Jan Niecisław Baudouin de Courtenay (1845–1929)

– one of the founders of modern linguistics. He notably introduced the concept of the phoneme. Even though he was of distant aristocratic (French) descent, his father worked as a humble surveyor in the town of Radzymin near Warsaw. Jan spent his life traveling between European and Russian universities. He was a devoted pacifist, environmentalist, feminist, and Esperantist. After Poland regained its independence in 1918, he advocated the introduction of Polish language classes in Jewish schools and the introduction of Yiddish into Polish schools. In the first presidential election he ran as a candidate of the national minorities. Having lost, he supported the left-wing candidate Gabriel Narutowicz, who, in the event, was elected president, only to be assassinated by a nationalist after just five days in office.

Joseph Conrad (Józef Teodor Konrad Korzeniowski, 1857–1924)

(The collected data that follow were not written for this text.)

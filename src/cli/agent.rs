//! Agent CLI commands
//!
//! `baton agent` - List and define agents

use super::AgentCommands;
use crate::app::App;
use anyhow::Result;
use baton_core::{AgentConfig, ConfigStore, FileConfigStore};
use baton_llm::util::mask_api_key;

/// Run agent command
pub async fn run(app: &App, cmd: AgentCommands) -> Result<()> {
    match cmd {
        AgentCommands::List => list(app).await,
        AgentCommands::Set {
            name,
            model,
            tools,
            capabilities,
            system,
            template,
            max_recursions,
        } => {
            let mut agent = AgentConfig::new(&name, model).with_tools(tools);
            for capability in capabilities {
                agent = agent.with_capability(capability.into());
            }
            if let Some(system) = system {
                agent = agent.with_system_prompt(system);
            }
            if let Some(template) = template {
                agent = agent.with_template(template);
            }
            if let Some(limit) = max_recursions {
                agent = agent.with_max_recursions(limit);
            }

            if !app.config.models.contains_key(&agent.model) {
                println!("⚠️  Model '{}' is not configured yet", agent.model);
            }

            // Edit the file itself, not the merged view with defaults and env overrides
            let file = FileConfigStore::open(&app.config_path)?;
            file.set_agent(agent).await?;
            println!(
                "✅ Agent '{name}' saved to {}",
                app.config_path.display()
            );
            Ok(())
        }
    }
}

async fn list(app: &App) -> Result<()> {
    let names = app.store.list_agents().await?;
    if names.is_empty() {
        println!("⚠️  No agents configured in {}", app.config_path.display());
        println!();
        println!("  Add one with: baton agent set <name> --model <model>");
        return Ok(());
    }

    for name in names {
        let Some(agent) = app.store.get_agent(&name).await? else {
            continue;
        };
        let budget = if agent.is_unlimited() {
            "unlimited".to_string()
        } else {
            agent.max_recursions.to_string()
        };
        let tools: Vec<&str> = agent.tools.iter().map(String::as_str).collect();
        println!("🤖 {name}");
        println!("   model: {}  budget: {budget}", describe_model(app, &agent.model));
        if !tools.is_empty() {
            println!("   tools: {}", tools.join(", "));
        }
        if !agent.capabilities.is_empty() {
            let caps: Vec<&str> = agent.capabilities.iter().map(|c| c.as_str()).collect();
            println!("   capabilities: {}", caps.join(", "));
        }
    }
    Ok(())
}

fn describe_model(app: &App, reference: &str) -> String {
    let Some(model) = app.config.models.get(reference) else {
        return format!("{reference} (not configured)");
    };
    let key = model
        .resolved_api_key()
        .map_or_else(|| "no key".to_string(), |k| format!("key {}", mask_api_key(&k)));
    format!("{reference} ({} {}, {key})", model.provider, model.model)
}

– despite his spoken English being greatly inferior to his native Polish (or even his French), he became a prolific and world-renowned English writer. Of aristocratic and patriotic descent, he was indifferent to the notion of patriotism and remained a committed cosmopolitan throughout his life. He was one of the first and perhaps most prominent writers denouncing European imperialism and colonialism.

Leon Czolgosz (1873–1901)

– a worker and anarchist, a son of Polish immigrants in the USA. In 1901 he assassinated US president William McKinley. He expressed no remorse for his deed. His last words were: “I killed the President because he was the enemy of the good people – the good working people. I am not sorry for my crime.” Poles had an outstanding record in those glorious times of anarchist terrorism. Twenty years earlier, Ignacy Hryniewiecki, a Polish nobleman and member of the dreaded Narodnaya Volya had slain the Russian Tsar Alexander II.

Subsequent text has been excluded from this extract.